Utterly Meaningless » Blog Archive » LETTERS

    Filed at 6:40 am under by dcobranchi

    A coupla good ones in today’s News-Journal.

    Testing of disabled pupils is unrealistic

    I would like to thank The News Journal for addressing the inherent flaws in the DSTP with respect to special education. I would like to expand on those flaws further as they pertain to my son.

    He is a 5th grader in the Delaware Autism Program. We are lucky that he is able to participate in small group instruction in a special education class for two subjects – math and language arts. He struggles terribly but, due to the nature of his disability, any progress is considered great and we’d like him to continue in academics to the extent he is able.

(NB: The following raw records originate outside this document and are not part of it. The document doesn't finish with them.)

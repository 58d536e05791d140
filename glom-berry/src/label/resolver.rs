//! 跨平面标识解析.
//!
//! 将一串相互独立编号的逐平面标签图转化为全体数据一致的全局标签,
//! 内存占用有界. 本模块是整条管线中唯一 **必须严格按 z 升序串行**
//! 运行的部分: 每个平面的解析依赖上一平面已定的全局标识,
//! 且合并修正会就地改写窗口内所有已解析平面.

use super::components::label_components;
use crate::consts::label::is_object;
use crate::store::{LabelSink, StoreError};
use crate::{Idx2d, MaskSlice, OwnedLabelSlice};
use log::debug;
use std::collections::{HashMap, VecDeque};

/// 跨平面解析的致命错误. 全部属于前置条件违例或 flush 失败,
/// 不存在可跳过恢复的情形.
#[derive(Debug)]
pub enum ResolveError {
    /// 滑动窗口长度必须不小于 1.
    WindowTooShort,

    /// 平面形状与体数据的固定形状不一致.
    ShapeMismatch {
        /// 肇事平面的 z 索引.
        z: usize,
        /// 体数据的固定平面形状.
        expected: Idx2d,
        /// 实际提交的平面形状.
        actual: Idx2d,
    },

    /// 解析过程中的平面读写失败 (读取掩膜或 flush 标签).
    /// 对该体数据的整个解析是致命的.
    Store(StoreError),
}

impl From<StoreError> for ResolveError {
    fn from(e: StoreError) -> Self {
        Self::Store(e)
    }
}

/// 局部标签到上一平面全局标签的邻接表.
///
/// 表项与每个表项的边集都保持 **行优先扫描首次触及** 的插入序,
/// 合并事件 "首遇存活者" 的决定性完全来自该顺序. `HashMap`
/// 只作为 O(1) 查找索引, 从不被迭代.
struct AdjacencyMap {
    order: Vec<(u32, Vec<u32>)>,
    index: HashMap<u32, usize>,
}

impl AdjacencyMap {
    fn with_capacity(cap: usize) -> Self {
        Self {
            order: Vec::with_capacity(cap),
            index: HashMap::with_capacity(cap),
        }
    }

    /// 声明局部标签 `local` 存在, 并在 `prev_global` 非背景时记录一条边.
    fn touch(&mut self, local: u32, prev_global: u32) {
        let slot = *self.index.entry(local).or_insert_with(|| {
            self.order.push((local, Vec::new()));
            self.order.len() - 1
        });
        if is_object(prev_global) {
            let edges = &mut self.order[slot].1;
            if !edges.contains(&prev_global) {
                edges.push(prev_global);
            }
        }
    }
}

/// 跨平面标识解析器.
///
/// 按 z 升序逐平面消费二值掩膜, 维护一个最多 `window_len` 个已解析平面的
/// 滑动窗口 (有界环形缓冲), 并把滑出窗口的平面 flush 到标签存储.
///
/// # 已知行为边界
///
/// 1. 一个对象在后续平面分裂为多个不相交区域时, 所有子区域 **继承同一个**
///    原全局标识, 不会产生新标识; 该算法只表达合并, 不表达分裂.
/// 2. z 跨度超过窗口长度 W 的对象, 其合并修正无法触及已 flush 的平面,
///    会被静默拆成两个全局标识. 这是算法的显式正确性边界, 调用方应
///    按最大期望对象跨度配置 W (参见 [`crate::PipelineConfig::window_len`]).
pub struct SliceResolver {
    /// 体数据的固定平面形状.
    slice_shape: Idx2d,

    /// 窗口长度 W.
    limit: usize,

    /// 滑动窗口: 已解析、仍可变的平面, 按 z 升序.
    window: VecDeque<OwnedLabelSlice>,

    /// 窗口最老平面的 z (低水位).
    first_z: usize,

    /// 下一个待提交平面的 z.
    next_z: usize,

    /// 全局标识计数器. 单调递增, 被合并吞掉的标识永不复用.
    global_max_label: u32,

    /// `finish` 之后不允许再提交平面.
    finished: bool,
}

impl SliceResolver {
    /// 创建解析器. `slice_shape` 是体数据的固定平面形状 (高, 宽),
    /// `window_len` 是滑动窗口长度 W.
    ///
    /// `window_len` 为 0 时返回 [`ResolveError::WindowTooShort`].
    pub fn new(slice_shape: Idx2d, window_len: usize) -> Result<SliceResolver, ResolveError> {
        if window_len < 1 {
            return Err(ResolveError::WindowTooShort);
        }
        Ok(Self {
            slice_shape,
            limit: window_len,
            window: VecDeque::with_capacity(window_len + 1),
            first_z: 0,
            next_z: 0,
            global_max_label: 0,
            finished: false,
        })
    }

    /// 迄今为止分配过的全局标识总数 (含已被合并吞掉的).
    #[inline]
    pub fn global_label_count(&self) -> u32 {
        self.global_max_label
    }

    /// 下一个待提交平面的 z.
    #[inline]
    pub fn next_z(&self) -> usize {
        self.next_z
    }

    /// 当前驻留在窗口内的平面数.
    #[inline]
    pub fn resident_len(&self) -> usize {
        self.window.len()
    }

    /// 提交下一个 z 平面的二值掩膜, 完成该平面的标识解析,
    /// 并把滑出窗口的平面 flush 到 `sink`.
    ///
    /// 平面的 z 索引由解析器自己推进, 调用方只需按升序依次提交.
    /// `finish` 之后再提交会 panic.
    pub fn push_plane<S: LabelSink>(
        &mut self,
        mask: &MaskSlice,
        sink: &mut S,
    ) -> Result<(), ResolveError> {
        assert!(!self.finished, "解析已结束, 不允许再提交平面");

        let z = self.next_z;
        if mask.shape() != self.slice_shape {
            return Err(ResolveError::ShapeMismatch {
                z,
                expected: self.slice_shape,
                actual: mask.shape(),
            });
        }

        let (mut local, max_label) = label_components(mask);
        debug!("在第 {z} 层发现 {max_label} 个对象");

        if self.window.is_empty() {
            // 整个体数据的第一个平面: 局部编号直接成为全局标识,
            // 计数器从该平面的分量数起步.
            debug_assert_eq!(self.global_max_label, 0);
            self.global_max_label = max_label;
        } else {
            let adjacency = self.build_adjacency(&local);
            let (local_renaming, global_renaming) = self.resolve_renamings(adjacency);

            // 用最终全局标识就地改写本平面.
            for pix in local.as_mutable().iter_mut() {
                if is_object(*pix) {
                    *pix = local_renaming[pix];
                }
            }

            // 合并修正必须回溯整个仍可变的窗口, 而不只是上一平面:
            // 两个对象可能在分叉数层之后才被发现是同一个.
            if !global_renaming.is_empty() {
                for plane in self.window.iter_mut() {
                    for pix in plane.as_mutable().iter_mut() {
                        if let Some(&survivor) = global_renaming.get(pix) {
                            *pix = survivor;
                        }
                    }
                }
            }
        }

        self.window.push_back(local);
        self.next_z += 1;
        self.evict(sink)
    }

    /// 结束平面流, 无条件 flush 窗口内的全部剩余平面.
    pub fn finish<S: LabelSink>(&mut self, sink: &mut S) -> Result<(), ResolveError> {
        self.finished = true;
        while let Some(plane) = self.window.pop_front() {
            sink.write_labels(self.first_z, &plane)?;
            self.first_z += 1;
        }
        Ok(())
    }

    /// 构建本平面局部标签对上一平面全局标签的邻接表.
    ///
    /// 对本平面的每个前景像素, 查询上一平面同坐标的全局标签;
    /// 非零即记一条边. 没有任何非零邻居的局部标签拥有空边集.
    fn build_adjacency(&self, local: &OwnedLabelSlice) -> AdjacencyMap {
        let prev = self
            .window
            .back()
            .expect("邻接表只在窗口非空时构建")
            .as_immut();

        let mut adjacency = AdjacencyMap::with_capacity(8);
        for (pos, &cur) in local.as_immut().indexed_iter() {
            if is_object(cur) {
                adjacency.touch(cur, prev[pos]);
            }
        }
        adjacency
    }

    /// 逐项消解邻接表, 生成本平面的局部重命名表和需要回写窗口的
    /// 全局重命名表.
    fn resolve_renamings(
        &mut self,
        mut adjacency: AdjacencyMap,
    ) -> (HashMap<u32, u32>, HashMap<u32, u32>) {
        let mut local_renaming: HashMap<u32, u32> = HashMap::with_capacity(adjacency.order.len());
        let mut global_renaming: HashMap<u32, u32> = HashMap::new();

        for idx in 0..adjacency.order.len() {
            let (cur, edges) = adjacency.order[idx].clone();
            match edges.len() {
                // 没有任何上一平面邻居: 全新对象.
                0 => {
                    self.global_max_label += 1;
                    local_renaming.insert(cur, self.global_max_label);
                }

                // 恰好一个邻居: 直接继承其全局标识.
                // 对象分裂时多个局部标签各自走到这里, 共同继承同一个标识.
                1 => {
                    local_renaming.insert(cur, edges[0]);
                }

                // 合并事件: 首遇者存活, 其余全部并入.
                _ => {
                    let target = edges[0];
                    local_renaming.insert(cur, target);

                    // 找出整个邻接表中与 target 同现的所有其它标识.
                    let mut target_components: Vec<u32> = Vec::new();
                    for (_, edges2) in adjacency.order.iter() {
                        if edges2.contains(&target) {
                            for &src in edges2 {
                                if src != target && !target_components.contains(&src) {
                                    target_components.push(src);
                                }
                            }
                        }
                    }

                    // 被吞标识 → 存活者.
                    for &src in &target_components {
                        global_renaming.insert(src, target);
                    }

                    // 三路修复, 保证同一平面内先后发现的多个合并事件
                    // 不会留下指向中间标识的残边:
                    // 1. 已有的 `* -> 被吞标识` 重定向到存活者;
                    for dst in global_renaming.values_mut() {
                        if target_components.contains(dst) {
                            *dst = target;
                        }
                    }
                    // 2. 局部重命名同样重定向;
                    for dst in local_renaming.values_mut() {
                        if target_components.contains(dst) {
                            *dst = target;
                        }
                    }
                    // 3. 其余邻接表项的边集合中替换被吞标识,
                    //    使本轮后续表项看到的是已坍缩的标识.
                    for (_, edges2) in adjacency.order.iter_mut() {
                        let mut collapsed = Vec::with_capacity(edges2.len());
                        for &src in edges2.iter() {
                            let dst = global_renaming.get(&src).copied().unwrap_or(src);
                            if !collapsed.contains(&dst) {
                                collapsed.push(dst);
                            }
                        }
                        *edges2 = collapsed;
                    }
                }
            }
        }

        (local_renaming, global_renaming)
    }

    /// 窗口超长时 flush 最老的平面并推进低水位.
    fn evict<S: LabelSink>(&mut self, sink: &mut S) -> Result<(), ResolveError> {
        while self.window.len() > self.limit {
            let plane = self.window.pop_front().expect("窗口超长时必然非空");
            sink.write_labels(self.first_z, &plane)?;
            self.first_z += 1;
        }
        Ok(())
    }
}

    Holding him back a grade is not an appropriate option because his disability is largely based on socialization abnormalities that require peer interaction. The remainder of his day is filled with other key learning opportunities which include addressing social issues, speech therapy, community, life skills – all crucial skills for the everyday world.

    My son is not eligible for the portfolio assessment and, as a result, he is required to take the state test in all subjects, including science and social studies – subjects he isn’t even exposed to. His instructional level is below his actual grade level, yet he is still required to be tested on grade level. He already attends school year-round but, once he fails the test, he will then be required to attend academic classes in summer school for a crash course only to be retested on material he hasn’t been able to grasp over several academic years.

    For the most part, our children cannot learn this way; they are wired differently. Shouldn’t his IEP take precedence over the DSTP? The system must be changed; it is only hurting the children in the Delaware Autism Program and wasting valuable non-academic instructional time chasing unrealistic state testing goals. I am sure this pertains to other disabilities as well.

    Dorian Rowe Kleinstuber, Bethany Beach

    The DSTP is the Delaware Student Testing Program. It’s is Delaware’s version of the NCLB accountability test. It is also high stakes, something that NCLB does not require.

    The second letter is interesting from a different perspective. The writer is opposed to same-sex marriage.

    Change society’s definition of marriage

    I think that society’s definitions of very many things are unenlightened and so narrow. I think that society’s old outdated definitions need to change to adapt to the flexibility and inclusiveness of modern philosophy.

    Who cares if a definition has stood for hundreds of years? It’s our definitions today that matter. I think it is unconscionable that we say that water is only the union of one oxygen atom and two hydrogen atoms. I think that the definition of water should be expanded to count two oxygen atoms and two hydrogen atoms. I know narrow minded people call this hydrogen peroxide and they say it is harmful if swallowed or inhaled but they are just peroxide-ophobes.

    If these atoms weren’t attracted to each other they wouldn’t join together to form a chemical compound. Who are we to say they shouldn’t be called water. Using the same logic let’s change the definition of marriage too.

    Jeffrey T. Fisher, Middletown

    I think his logic is flawed. That H2O and H2O2 are different chemicals is a fundamental fact of nature (as it was in the beginning, so to speak). I’m pretty sure that civil marriage is an institution created by men. Still, you gotta love anyone who can work two chemical formulas into a short LttE.

    3 Responses to “LETTERS”

    Comment by
    Ed Hurst
    March 28th, 2004
    at 9:08 am

    I’ll take the second one, Daryl.

    As a bona fide Christian theologian, I contend marriage was made by God. It’s built in to Creation as a fundamental function of human nature. Much has been added over the eons by man, but its essential nature — the permanent union of two lives into one — is unchanged.

    That said, I could care less what the government has to say about what it licenses as “marriage”. As one who writes and officiates at such ceremonies, I have long counseled that government approval is an option, not mandated in Scripture anywhere.

    Comment by
    March 28th, 2004
    at 2:04 pm

    The first letter describes one of the main reasons I hate NCLB. I hate all stupidity, especially when it hurts kids.

    Comment by
    March 28th, 2004
    at 3:12 pm

    I get prickly at the idea of any one religion dictating for everyone, regardless of their religion (or lack thereof), what constitutes a marriage.
    The government, if they truly believe in the separation of church and state, should only be considering the economic cost and human rights issues, where marriage is concerned. Religion shouldn’t come into it on a governmental level.
    At the same time, government shouldn’t have any say in what the churches do either. I figure the government can hand out marriage licenses, churches can marry whom they please, and they should each mind their own business. I don’t see why churches should have to recognize marriages that run counter to their teachings (don’t some still refuse to acknowledge second marriages?). But at the same time, churches shouldn’t set government policy either, because that would mean they would be making rules for folks who haven’t bought into their belief system, and that’s not fair.
    On a side note – in church today, a couple of little white-haired old ladies stood up to announce their marriage to each other. Thirty-some years makes for an impressively long engagement! I love how they epitomize the “gay lifestyle” and I only hope my dh and I can live up to that standard of fidelity and committment.
    But, I still did enjoy the chemical formula letter – at least it was clever!